«Мне повезло, я знала дорогого моему сердцу добрейшего Константина Андреевича Тренёва. Горжусь тем, что он относился ко мне дружески. В те далекие двадцатые годы он принес первую свою пьесу артистке Павле Леонтьевне Вульф, игравшей в местном театре в Симферополе. Артистке талантливейшей. Константин Андреевич смущался и всячески убеждал актрису в том, что пьеса его слабая и недостойная ее таланта. Такое необычное поведение автора меня пленило и очень позабавило. Он еще долго продолжал неодобрительно отзываться о своей пьесе, назвав ее „Грешница“. Дальнейшей судьбы пьесы — не помню».

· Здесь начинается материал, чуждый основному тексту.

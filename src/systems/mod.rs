//! Engine systems.
//!
//! The per-frame schedule built by [`crate::game::build_schedule`] runs, in
//! order: [`input::dispatch_input`], [`timers::update_timers`],
//! [`screens::update_screens`], [`gamestate::apply_pending_state`] and
//! [`screens::render_screens`]. [`time::update_world_time`] is called by the
//! driving loop before each run.
//!
//! Submodules overview
//! - [`gamestate`] – apply pending state requests and trigger change events
//! - [`input`] – drain raw input through the dispatcher into the screens
//! - [`screens`] – update and render the active scene and overlays
//! - [`time`] – advance simulation time and delta
//! - [`timers`] – step the timer registry

pub mod gamestate;
pub mod input;
pub mod screens;
pub mod time;
pub mod timers;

Летом 1920 года, когда фронт был еще проницаем, Раменская совершила паломничество в Ясную Поляну — в усадьбу и к могиле Льва Николаевича Толстого. Прошло уже десять лет со дня его кончины, Софьи Андреевны уже не было, но в Ясной Поляне сохранился стиль их семьи. По яснополянскому дому Раневскую водил уцелевший дворецкий Толстого, величественно показал ночное ведро — Толстой сам спускался с ним по лестнице, не разрешал прислуге, а в ванной был показан зеленый вегетарианский обмылок, которым пользовался сам граф, пальмовое мыло, привозимое ему из Италии Чертковым. Раневская попросила робко: «Можно мне немножко помылиться?»
На обратном пути из Ясной Поляны — в дорожной гостинице — Раневской приснился сон: Толстой входит в комнату, садится рядом. «Проснулась и почувствовала жар. У меня началась лихорадка имени Толстого».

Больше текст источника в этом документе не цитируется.